Results from a two-year air quality study of a natural gas well site in southwest Pennsylvania determined that safe, responsible natural gas development does not pose a threat to public health.

The analysis, completed by Gradient, a Boston-based environmental and risk sciences consulting firm, found that unconventional natural gas operations near Ft. Cherry School District in Washington County – the second largest producing county in the Pennsylvania – “do not pose any acute or chronic health concerns” and that the data “showed no air quality impacts of potential health concern.”

To conduct the study, three site monitors collected data between December 2016 and October 2018 near a well site in Mt. Pleasant. Measurements were taken during all phases of development and production of natural gas and natural gas liquids. The study was conducted for Range Resources as part of a promise the company made to the community.

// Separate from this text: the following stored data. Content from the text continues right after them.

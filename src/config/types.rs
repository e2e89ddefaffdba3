//! Typed configuration records.
//!
//! The pipeline works on untyped document trees through merge and expansion;
//! only after structural validation succeeds is the document decoded once
//! into these records. That keeps "maybe this key exists" checks at a single
//! validate-then-decode boundary instead of scattered through consumers.

use crate::error::{PipelineError, PipelineResult, Violation};
use serde::{Deserialize, Serialize};
use serde_json::Value;
use std::collections::HashMap;

/// Complete agent configuration: public card plus private deployment.
#[derive(Debug, Clone, Serialize, Deserialize)]
pub struct AgentConfig {
    pub agent_card: AgentCard,
    #[serde(default, skip_serializing_if = "Option::is_none")]
    pub deployment: Option<DeploymentConfig>,
}

impl AgentConfig {
    /// Decode a resolved document.
    ///
    /// Call only after structural validation has passed; a decode failure
    /// here still surfaces as a violation rather than a panic.
    pub fn from_document(doc: &Value) -> PipelineResult<Self> {
        serde_json::from_value(doc.clone()).map_err(|e| {
            PipelineError::SchemaViolations(vec![Violation::new("", e.to_string())])
        })
    }
}

/// Public-facing agent description.
#[derive(Debug, Clone, Serialize, Deserialize)]
pub struct AgentCard {
    pub name: String,
    #[serde(default, skip_serializing_if = "Option::is_none")]
    pub description: Option<String>,
    #[serde(default, skip_serializing_if = "Option::is_none")]
    pub url: Option<String>,
    #[serde(default, skip_serializing_if = "Option::is_none")]
    pub version: Option<String>,
    #[serde(default, skip_serializing_if = "Option::is_none")]
    pub capabilities: Option<Capabilities>,
    #[serde(
        default,
        rename = "defaultInputModes",
        skip_serializing_if = "Vec::is_empty"
    )]
    pub default_input_modes: Vec<String>,
    #[serde(
        default,
        rename = "defaultOutputModes",
        skip_serializing_if = "Vec::is_empty"
    )]
    pub default_output_modes: Vec<String>,
    #[serde(default)]
    pub skills: Vec<SkillEntry>,
}

/// Capability flags advertised on the agent card.
#[derive(Debug, Clone, Default, Serialize, Deserialize)]
pub struct Capabilities {
    #[serde(default)]
    pub streaming: bool,
    #[serde(default, rename = "pushNotifications")]
    pub push_notifications: bool,
    #[serde(default, rename = "stateTransitionHistory")]
    pub state_transition_history: bool,
}

/// One skill on the agent card, backed by an MCP tool endpoint.
#[derive(Debug, Clone, Serialize, Deserialize)]
pub struct SkillEntry {
    /// Unique within the document's skill list.
    pub id: String,
    #[serde(default, skip_serializing_if = "Option::is_none")]
    pub name: Option<String>,
    #[serde(default, skip_serializing_if = "Option::is_none")]
    pub description: Option<String>,
    #[serde(default, skip_serializing_if = "Vec::is_empty")]
    pub tags: Vec<String>,
    /// How to reach the tool endpoint.
    #[serde(default, skip_serializing_if = "Option::is_none")]
    pub mcp_config: Option<McpConfig>,
    /// Cached JSON-Schema snapshot from a prior discovery run.
    #[serde(default, skip_serializing_if = "Option::is_none")]
    pub input_schema: Option<Value>,
    #[serde(default, skip_serializing_if = "Option::is_none")]
    pub output_schema: Option<Value>,
    /// If true, the skill being unreachable at runtime is non-fatal.
    #[serde(default)]
    pub optional: bool,
}

/// Transport configuration for an MCP tool endpoint.
#[derive(Debug, Clone, Serialize, Deserialize)]
#[serde(tag = "transport", rename_all = "snake_case")]
pub enum McpConfig {
    /// Local process over stdio.
    Stdio {
        command: String,
        #[serde(default, skip_serializing_if = "Vec::is_empty")]
        args: Vec<String>,
        #[serde(default, skip_serializing_if = "HashMap::is_empty")]
        env: HashMap<String, String>,
    },
    /// Remote endpoint over streamable HTTP.
    Http {
        url: String,
        #[serde(default, skip_serializing_if = "HashMap::is_empty")]
        headers: HashMap<String, String>,
    },
    /// Remote endpoint over server-sent events.
    Sse {
        url: String,
        #[serde(default, skip_serializing_if = "HashMap::is_empty")]
        headers: HashMap<String, String>,
    },
}

/// Private runtime parameters, never exposed on the public card.
#[derive(Debug, Clone, Serialize, Deserialize)]
pub struct DeploymentConfig {
    pub llm: LlmConfig,
    #[serde(default, skip_serializing_if = "Option::is_none")]
    pub resources: Option<ResourceConfig>,
}

/// Model selection and sampling parameters.
#[derive(Debug, Clone, Serialize, Deserialize)]
pub struct LlmConfig {
    pub model: String,
    #[serde(default = "default_temperature")]
    pub temperature: f64,
    #[serde(default, skip_serializing_if = "Option::is_none")]
    pub max_tokens: Option<u32>,
    #[serde(default, skip_serializing_if = "Option::is_none")]
    pub system_prompt: Option<String>,
}

fn default_temperature() -> f64 {
    0.7
}

/// Serverless resource sizing.
#[derive(Debug, Clone, Serialize, Deserialize)]
pub struct ResourceConfig {
    #[serde(default = "default_cpu")]
    pub cpu: f64,
    #[serde(default = "default_memory_mb")]
    pub memory_mb: u32,
    #[serde(default = "default_timeout_seconds")]
    pub timeout_seconds: u64,
    #[serde(default)]
    pub keep_warm: u32,
}

fn default_cpu() -> f64 {
    1.0
}

fn default_memory_mb() -> u32 {
    2048
}

fn default_timeout_seconds() -> u64 {
    300
}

“For years, we have received questions about the air quality around our operations, and we monitored a well site near a school campus to be transparent and responsive to students, parents, and those in the community,” Range said in a statement. “This comprehensive data with third-party expert analysis aligns with other reports conducted by regulatory agencies and the school district, that all determined natural gas development does not pose any chronic or acute health concerns.”

According to the Pittsburgh Business Times, “One independent environmental scientist who had reviewed a copy of the study, Bill Rish, principal engineer of Asheville, North Carolina-based ToxStrategies Inc., said it was a well-designed study that follows guidance from regulators. ‘It demonstrates clearly that the well they studied, Yonker, does not contribute any kind of significant health risk to the school they were looking at,’ Rish said.”

Key takeaways from the report include:

  • This air quality and public health evaluation showed that measured PM2.5 and VOC concentrations were consistently below health-based air comparison values and do not pose acute or chronic health concerns.
  • The data for the air monitoring sites located between the Yonker well site and the Fort Cherry School District campus showed no air quality impacts of potential health concern at the campus associated with Yonker well site.
  • The measured PM2.5 and VOC concentrations do not provide evidence of elevated long-term average concentrations in comparison to other DEP regional data in Washington County that are further from natural gas development.

Gradient’s analysis is in line with conclusions from several air quality studies. Last year, the Department of Environmental Protection released a long-awaited air quality analysis near sites in Washington County and found that natural gas development poses little public health or air quality risk. Further, a previous analysis of air quality near the Ft. Cherry school district concluded emissions of VOCs and PM2.5 are well below protective levels.